A Final Thought: America is younger than you think


By Mitch Allen

I was speaking with a friend last week about the many trials and tribulations the United States of America has endured during our history—from the initial 1776 revolution to the Covid-19 pandemic—when it dawned on us both how young our country truly is. Surprisingly, the entire history of the United States is within the living memory of four (4) people. Consider:

It is 1838. A man (1) holds in his arms his infant grandson. He whispers how when he was a boy the British Redcoats broke into his home, tied up his mother and forced him to scrub their boots, and how recently he helped finish the Ohio and Erie Canal. The canal represents the pinnacle of transportation technology—a horse pulling a small boat in a ditch dug by men with shovels to move goods to the Ohio wilderness. He has heard talk of a newfangled steam engine that can run on a road made of heavy iron rails, but he has never seen one.

It is 1903. That grandson (2) is now 65, and holds in his arms his infant granddaughter. He whispers how the Redcoats forced his grandfather to scrub their boots, and how, at age 17, he himself had hitched a ride on a wagon down to Columbus, Ohio, to view President Lincoln’s body when the funeral train stopped on its way to Springfield, Illinois. He looks down at the front page of a newspaper lying on a table. The first commercial radio broadcast is still three years away so he relies exclusively on the daily paper for news of the outside world. Two brothers from Dayton, Ohio, the paper explains, have flown a heavier-than-air machine at a place called Kitty Hawk in the Outer Banks of North Carolina. “Do you see that,” he whispers to his granddaughter. “You’re going to fly in the sky someday.”

It is 1969. That granddaughter (3) is now 65. Sitting in her lap is her seven-year-old grandson—me. She whispers how her grandfather hitched a ride on a wagon to Columbus, Ohio, to see President Lincoln’s body, and how she herself was eight years old the first time she ever rode in an automobile. She stares at the television as Neil Armstrong steps out of the Eagle. She stands and gently guides me to the kitchen window. “Look there,” she whispers, pointing to the sky. “Right now there are two men up there walking on the moon.”

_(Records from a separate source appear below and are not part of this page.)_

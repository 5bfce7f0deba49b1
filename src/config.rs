use config::{Config, ConfigError, Environment, File};
use serde::Deserialize;

/// Runtime configuration for the shell: where the collection lives on disk
/// and how the suggestion client talks to the completion endpoint. The API
/// key is deliberately not configurable here; it is entered at runtime and
/// held only in memory.
#[derive(Debug, Deserialize, Clone)]
pub struct AppConfig {
    /// Directory holding the persisted collection file.
    #[serde(default = "default_data_dir")]
    pub data_dir: String,
    /// Model identifier for the suggestion client.
    #[serde(default = "default_model")]
    pub model: String,
    /// Override the completion endpoint (proxies, self-hosted gateways).
    pub base_url: Option<String>,
    /// Request timeout in seconds.
    #[serde(default = "default_timeout")]
    pub timeout: u64,
}

impl Default for AppConfig {
    fn default() -> Self {
        AppConfig {
            data_dir: default_data_dir(),
            model: default_model(),
            base_url: None,
            timeout: default_timeout(),
        }
    }
}

fn default_data_dir() -> String {
    ".".to_string()
}

fn default_model() -> String {
    crate::suggest::DEFAULT_MODEL.to_string()
}

fn default_timeout() -> u64 {
    30
}

impl AppConfig {
    /// Load configuration with the following priority (highest to lowest):
    /// 1. Environment variables with RECIPE_KEEPER_ prefix
    /// 2. config.toml file in the current directory
    /// 3. Default values
    pub fn load() -> Result<Self, ConfigError> {
        let settings = Config::builder()
            // Optional config file (can be missing)
            .add_source(File::with_name("config").required(false))
            .add_source(
                Environment::with_prefix("RECIPE_KEEPER")
                    .separator("__")
                    .try_parsing(true),
            )
            .build()?;

        settings.try_deserialize()
    }
}
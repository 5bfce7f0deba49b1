use async_trait::async_trait;
use log::debug;
use reqwest::Client;
use serde_json::{json, Value};
use std::time::Duration;

use crate::config::AppConfig;
use crate::error::SuggestError;
use crate::suggest::ChatCompletion;

pub const DEFAULT_MODEL: &str = "gpt-4o-mini";

/// Hard cap on the completion size; suggestions are short display text.
pub const MAX_SUGGESTION_TOKENS: u32 = 500;

const OPENAI_BASE_URL: &str = "https://api.openai.com";

/// Chat-completion client for the OpenAI API. The credential is supplied
/// per call and held only by the caller, never by the client.
pub struct OpenAiClient {
    client: Client,
    base_url: String,
    model: String,
}

impl OpenAiClient {
    pub fn new(model: impl Into<String>) -> Self {
        OpenAiClient {
            client: Client::new(),
            base_url: OPENAI_BASE_URL.to_string(),
            model: model.into(),
        }
    }

    /// Build a client from application configuration. The request timeout
    /// applies whether or not the endpoint is overridden.
    pub fn from_config(config: &AppConfig) -> Result<Self, SuggestError> {
        let client = Client::builder()
            .timeout(Duration::from_secs(config.timeout))
            .build()?;

        Ok(OpenAiClient {
            client,
            base_url: config
                .base_url
                .clone()
                .unwrap_or_else(|| OPENAI_BASE_URL.to_string()),
            model: config.model.clone(),
        })
    }

    #[doc(hidden)]
    pub fn with_base_url(base_url: String, model: String) -> Self {
        OpenAiClient {
            client: Client::new(),
            base_url,
            model,
        }
    }
}

impl Default for OpenAiClient {
    fn default() -> Self {
        OpenAiClient::new(DEFAULT_MODEL)
    }
}

#[async_trait]
impl ChatCompletion for OpenAiClient {
    async fn complete(&self, api_key: &str, prompt: &str) -> Result<Option<String>, SuggestError> {
        let response = self
            .client
            .post(format!("{}/v1/chat/completions", self.base_url))
            .header("Authorization", format!("Bearer {api_key}"))
            .json(&json!({
                "model": self.model,
                "messages": [
                    {"role": "user", "content": prompt}
                ],
                "max_tokens": MAX_SUGGESTION_TOKENS
            }))
            .send()
            .await?;

        let status = response.status();
        let body: Value = response.json().await?;
        debug!("{:?}", body);

        // Prefer the service's own error message verbatim when it sent one.
        if let Some(message) = body["error"]["message"].as_str() {
            return Err(SuggestError::Remote(message.to_string()));
        }
        if !status.is_success() {
            return Err(SuggestError::Remote(format!(
                "Suggestion request failed with status {status}"
            )));
        }

        match body["choices"][0]["message"]["content"].as_str() {
            Some(content) if !content.is_empty() => Ok(Some(content.to_string())),
            _ => Ok(None),
        }
    }
}
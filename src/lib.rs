//! Local recipe catalog with AI-powered cooking suggestions.
//!
//! The collection lives in memory behind [`RecipeStore`] and is written
//! through as a full JSON snapshot to a [`StorageBackend`] after every
//! mutation. [`filter`] derives the visible subset and the tag universe.
//! [`suggest`] runs one chat-completion cycle per explicit user action and
//! reduces the response, or failure, to display text. [`Session`] ties the
//! pieces together for a presentation shell.

pub mod config;
pub mod error;
pub mod filter;
pub mod model;
pub mod session;
pub mod storage;
pub mod store;
pub mod suggest;

pub use config::AppConfig;
pub use error::{StoreError, SuggestError, ValidationError};
pub use filter::{tag_universe, visible, FilterOutcome, RecipeFilter};
pub use model::{Recipe, RecipeDraft, RecipePatch};
pub use session::Session;
pub use storage::{FileBackend, MemoryBackend, StorageBackend, STORAGE_KEY};
pub use store::RecipeStore;
pub use suggest::{
    request_suggestions, suggestion_prompt, ChatCompletion, OpenAiClient, SuggestionState,
    DEFAULT_MODEL, NO_SUGGESTIONS_PLACEHOLDER,
};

It is 2020. I (4) am 58 years old. I hold my grandson in my arms and whisper how my grandmother was eight years old the first time she ever rode in an automobile, and how as a kid I had only a black-and-white television, and if we wanted to know the capital of Kansas we had to look it up in a book. I glance at my smart phone. Virtually all of the world’s knowledge is at my fingertips and I can video chat with my sister on the other side of the globe. I whisper to my grandson that just before he was born we landed a space probe on a comet and that I am ordering a self-driving car.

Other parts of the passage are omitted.